(GIVEN INFORMATION)
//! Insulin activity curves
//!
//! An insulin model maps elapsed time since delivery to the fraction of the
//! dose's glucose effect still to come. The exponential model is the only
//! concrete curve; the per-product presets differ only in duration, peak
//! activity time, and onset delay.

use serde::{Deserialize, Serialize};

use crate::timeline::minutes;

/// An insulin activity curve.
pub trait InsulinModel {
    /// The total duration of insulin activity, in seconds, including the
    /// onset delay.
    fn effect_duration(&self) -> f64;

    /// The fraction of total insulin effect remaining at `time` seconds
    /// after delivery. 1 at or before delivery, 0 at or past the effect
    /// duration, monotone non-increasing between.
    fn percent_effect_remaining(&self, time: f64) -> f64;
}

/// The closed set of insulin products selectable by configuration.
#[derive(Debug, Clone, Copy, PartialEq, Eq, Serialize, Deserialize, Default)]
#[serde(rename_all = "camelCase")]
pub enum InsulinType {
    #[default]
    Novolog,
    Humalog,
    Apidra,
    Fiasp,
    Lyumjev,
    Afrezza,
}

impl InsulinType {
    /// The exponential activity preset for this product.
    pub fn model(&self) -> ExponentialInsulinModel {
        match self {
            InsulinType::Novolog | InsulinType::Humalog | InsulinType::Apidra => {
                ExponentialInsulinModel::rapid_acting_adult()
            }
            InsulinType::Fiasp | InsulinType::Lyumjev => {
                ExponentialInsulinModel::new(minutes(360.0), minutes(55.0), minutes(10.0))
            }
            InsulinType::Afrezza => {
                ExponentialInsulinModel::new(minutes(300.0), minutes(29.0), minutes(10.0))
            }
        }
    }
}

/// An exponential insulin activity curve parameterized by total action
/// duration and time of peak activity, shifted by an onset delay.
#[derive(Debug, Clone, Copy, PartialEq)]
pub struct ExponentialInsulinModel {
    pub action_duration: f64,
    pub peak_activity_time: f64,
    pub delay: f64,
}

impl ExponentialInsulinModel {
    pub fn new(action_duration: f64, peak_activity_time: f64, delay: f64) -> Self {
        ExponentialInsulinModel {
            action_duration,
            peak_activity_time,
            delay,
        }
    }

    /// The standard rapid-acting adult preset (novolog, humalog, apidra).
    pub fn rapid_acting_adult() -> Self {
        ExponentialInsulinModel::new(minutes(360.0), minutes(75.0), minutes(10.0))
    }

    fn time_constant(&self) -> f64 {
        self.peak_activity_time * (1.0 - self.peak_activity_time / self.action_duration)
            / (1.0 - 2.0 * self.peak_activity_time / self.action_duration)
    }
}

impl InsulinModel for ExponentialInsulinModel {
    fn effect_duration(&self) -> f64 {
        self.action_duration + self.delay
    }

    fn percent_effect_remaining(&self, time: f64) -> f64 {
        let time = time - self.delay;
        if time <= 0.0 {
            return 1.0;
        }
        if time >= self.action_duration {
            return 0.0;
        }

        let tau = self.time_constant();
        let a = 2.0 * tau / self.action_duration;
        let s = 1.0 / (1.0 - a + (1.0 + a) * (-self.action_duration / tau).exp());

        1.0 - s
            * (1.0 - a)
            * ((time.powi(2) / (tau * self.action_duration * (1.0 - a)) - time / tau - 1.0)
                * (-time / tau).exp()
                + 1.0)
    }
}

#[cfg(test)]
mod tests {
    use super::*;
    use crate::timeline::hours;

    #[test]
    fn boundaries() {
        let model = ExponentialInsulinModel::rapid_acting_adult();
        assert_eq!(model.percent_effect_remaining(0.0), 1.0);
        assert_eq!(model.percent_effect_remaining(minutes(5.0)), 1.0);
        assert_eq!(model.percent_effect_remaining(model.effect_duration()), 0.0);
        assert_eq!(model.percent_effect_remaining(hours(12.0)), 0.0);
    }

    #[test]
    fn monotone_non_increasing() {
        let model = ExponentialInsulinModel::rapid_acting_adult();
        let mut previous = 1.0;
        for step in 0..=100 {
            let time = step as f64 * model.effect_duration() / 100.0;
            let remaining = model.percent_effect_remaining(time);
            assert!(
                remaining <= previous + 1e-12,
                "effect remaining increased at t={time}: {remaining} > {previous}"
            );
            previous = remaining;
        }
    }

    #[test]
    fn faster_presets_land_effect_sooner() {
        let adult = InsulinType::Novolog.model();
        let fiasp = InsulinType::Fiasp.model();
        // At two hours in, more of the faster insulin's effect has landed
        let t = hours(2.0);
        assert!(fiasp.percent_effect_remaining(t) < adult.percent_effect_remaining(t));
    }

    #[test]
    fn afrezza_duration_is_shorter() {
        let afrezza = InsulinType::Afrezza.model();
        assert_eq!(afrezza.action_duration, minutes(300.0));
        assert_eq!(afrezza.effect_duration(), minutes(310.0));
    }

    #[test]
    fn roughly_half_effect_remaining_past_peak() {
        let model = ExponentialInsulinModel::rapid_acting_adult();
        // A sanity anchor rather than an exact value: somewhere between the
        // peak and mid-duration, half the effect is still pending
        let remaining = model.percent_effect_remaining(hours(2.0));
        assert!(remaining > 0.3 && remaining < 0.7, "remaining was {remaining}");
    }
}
(End GIVEN INFORMATION)
Scan the material above for the string "Debug". Return each line where it occurs.

▶ RESULT OF THIS TASK:
#[derive(Debug, Clone, Copy, PartialEq, Eq, Serialize, Deserialize, Default)]
#[derive(Debug, Clone, Copy, PartialEq)]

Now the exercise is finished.